Health and environmental authorities, including the EPA, warn that acrylamide is a dangerous toxin can damage the nervous system. A number of studies have also explored its carcinogenic effects (cancerous effects) and its links with lupus, scleroderma, and Sjögren’s syndrome.
- An animal studies shows that acrylamide can contribute to tumour development in the thyroid, testes, mammary glands, lungs, and brain.
- Lab studies have confirmed that acrylamide kills brain cells.
- A study of 50,651 women in the Norway confirmed a reduction of foetal growth following acrylamide exposure.
- Recent research confirms the disastrous relationship between acrylamide levels and insulin levels — not good news for diabetics as increased levels of acrylamide are associated with a decrease in serum insulin, which makes it very difficult to control blood sugar
Be Safe – Stay Healthy – Avoid Acrylamide
What can I do to Reduce Exposure?
Since fried foods are the primary means most are exposed to acrylamide, avoiding fried and starchy foods, especially chips, biscuits and crisps.

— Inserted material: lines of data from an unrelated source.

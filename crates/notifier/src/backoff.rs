//! Backoff calculator: exponential retry delay with symmetric jitter.
//!
//! `delay(attempt) = clamp(initial * 2^attempt, MIN_BACKOFF, max)`, scaled by
//! `1 + jitter_factor * u` with `u` drawn uniformly from `[-1, 1]`, then
//! floored at `MIN_BACKOFF`.

use std::time::Duration;

use rand::Rng;

/// Smallest delay ever returned, so a retry never fires immediately.
pub const MIN_BACKOFF: Duration = Duration::from_millis(10);

/// Largest exponent applied to `initial_delay`; beyond this the cap always wins.
const MAX_EXPONENT: u32 = 31;

/// Immutable retry configuration.
#[derive(Debug, Clone, PartialEq)]
pub struct RetryPolicy {
    /// Retries allowed after the first attempt.
    pub max_retries: u32,
    pub initial_delay: Duration,
    pub max_delay: Duration,
    /// Fraction in `[0, 1)` by which each delay may shrink or grow.
    pub jitter_factor: f64,
}

impl Default for RetryPolicy {
    fn default() -> Self {
        Self {
            max_retries: 3,
            initial_delay: Duration::from_millis(1000),
            max_delay: Duration::from_millis(30_000),
            jitter_factor: 0.2,
        }
    }
}

impl RetryPolicy {
    /// Whether a payload that has already failed `attempt` times may go again.
    pub fn should_retry(&self, attempt: u32) -> bool {
        attempt < self.max_retries
    }

    /// Delay before retrying a payload whose attempt `attempt` just failed.
    pub fn delay(&self, attempt: u32) -> Duration {
        let unit = rand::thread_rng().gen_range(-1.0..=1.0);
        self.delay_with(attempt, unit)
    }

    /// Same as [`delay`](Self::delay) with the jitter sample supplied by the caller.
    ///
    /// `unit` is clamped to `[-1, 1]`.
    pub fn delay_with(&self, attempt: u32, unit: f64) -> Duration {
        let base = self.base_delay(attempt);
        let unit = if unit.is_finite() { unit.clamp(-1.0, 1.0) } else { 0.0 };
        let scale = 1.0 + self.jitter_factor * unit;
        base.mul_f64(scale.max(0.0)).max(MIN_BACKOFF)
    }

    /// Un-jittered delay: `initial * 2^attempt`, clamped to `[MIN_BACKOFF, max_delay]`.
    pub fn base_delay(&self, attempt: u32) -> Duration {
        let factor = 1u32 << attempt.min(MAX_EXPONENT);
        self.initial_delay
            .checked_mul(factor)
            .unwrap_or(self.max_delay)
            .clamp(MIN_BACKOFF, self.max_delay.max(MIN_BACKOFF))
    }

    /// Upper bound any jittered delay can reach.
    pub fn ceiling(&self) -> Duration {
        self.max_delay
            .max(MIN_BACKOFF)
            .mul_f64(1.0 + self.jitter_factor)
    }
}
//! HTTP transport: delivers one JSON payload per POST to the messaging provider.

use std::marker::PhantomData;
use std::time::Duration;

use reqwest::Client;
use serde::Serialize;
use tracing::debug;

use shopdesk_common::config::AppConfig;

use crate::error::ProviderFailure;
use crate::transport::{Classification, Transport};

/// Longest provider response body kept in a failure message.
const MAX_ERROR_BODY_CHARS: usize = 512;

/// HTTP transport settings.
#[derive(Debug, Clone)]
pub struct HttpTransportConfig {
    pub endpoint: String,
    pub api_key: Option<String>,
    /// Per-request deadline; the dispatch queue imposes none of its own.
    pub timeout: Duration,
}

impl HttpTransportConfig {
    pub fn from_app_config(config: &AppConfig) -> Self {
        Self {
            endpoint: config.provider_url.clone(),
            api_key: config.provider_api_key.clone(),
            timeout: Duration::from_millis(config.request_timeout_ms),
        }
    }
}

/// `reqwest`-backed transport that POSTs `P` as JSON.
pub struct HttpTransport<P> {
    config: HttpTransportConfig,
    client: Client,
    _payload: PhantomData<fn(P)>,
}

impl<P> HttpTransport<P> {
    pub fn new(config: HttpTransportConfig) -> Result<Self, reqwest::Error> {
        let client = Client::builder().timeout(config.timeout).build()?;

        Ok(Self {
            config,
            client,
            _payload: PhantomData,
        })
    }

    pub fn endpoint(&self) -> &str {
        &self.config.endpoint
    }
}

impl<P> Transport for HttpTransport<P>
where
    P: Serialize + Send + Sync + 'static,
{
    type Payload = P;

    async fn dispatch(&self, payload: &P) -> Classification {
        let mut request = self.client.post(&self.config.endpoint).json(payload);
        if let Some(key) = &self.config.api_key {
            request = request.bearer_auth(key);
        }

        let response = match request.send().await {
            Ok(response) => response,
            Err(e) => return classify_send_error(&e),
        };

        let status = response.status();
        debug!(endpoint = %self.config.endpoint, status = status.as_u16(), "Provider responded");

        if status.is_success() {
            return Classification::Success;
        }

        let body = response.text().await.unwrap_or_default();
        let message = if body.is_empty() {
            status
                .canonical_reason()
                .unwrap_or("Unknown status")
                .to_string()
        } else {
            body.chars().take(MAX_ERROR_BODY_CHARS).collect()
        };

        Classification::from_status(status.as_u16(), message)
    }
}

/// Timeouts and connection failures are worth retrying; anything else that
/// fails before a response (bad URL, unserializable body) never will succeed.
fn classify_send_error(e: &reqwest::Error) -> Classification {
    let failure = ProviderFailure::network(e.to_string());
    if e.is_timeout() || e.is_connect() || e.is_request() {
        Classification::RetryableFailure(failure)
    } else {
        Classification::TerminalFailure(failure)
    }
}

#[cfg(test)]
mod tests {
    use super::*;

    #[test]
    fn test_config_from_app_config() {
        let app = AppConfig {
            provider_url: "https://sms.example.com/v1/messages".to_string(),
            provider_api_key: Some("key-123".to_string()),
            request_timeout_ms: 2500,
            max_requests_per_interval: 1,
            interval_ms: 1000,
            concurrent_limit: 1,
            max_retries: 3,
            initial_delay_ms: 1000,
            max_delay_ms: 30_000,
            jitter_factor: 0.2,
        };
        let config = HttpTransportConfig::from_app_config(&app);
        assert_eq!(config.endpoint, "https://sms.example.com/v1/messages");
        assert_eq!(config.api_key.as_deref(), Some("key-123"));
        assert_eq!(config.timeout, Duration::from_millis(2500));
    }

    #[test]
    fn test_transport_creation() {
        let transport: HttpTransport<serde_json::Value> = HttpTransport::new(HttpTransportConfig {
            endpoint: "http://localhost:9/messages".to_string(),
            api_key: None,
            timeout: Duration::from_secs(1),
        })
        .unwrap();
        assert_eq!(transport.endpoint(), "http://localhost:9/messages");
    }
}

Change cooking methods to boiling or steaming your food and the use of certain spices e.g. Turmeric may provide a level of defence against acrylamide.
A Final Note
Fried and processed food are best avoided for many reasons, not just acrylamide. In their own right, most are devoid of nutrition and little more than a food pellet with too much sugar and starch that lead to many chronic diseases.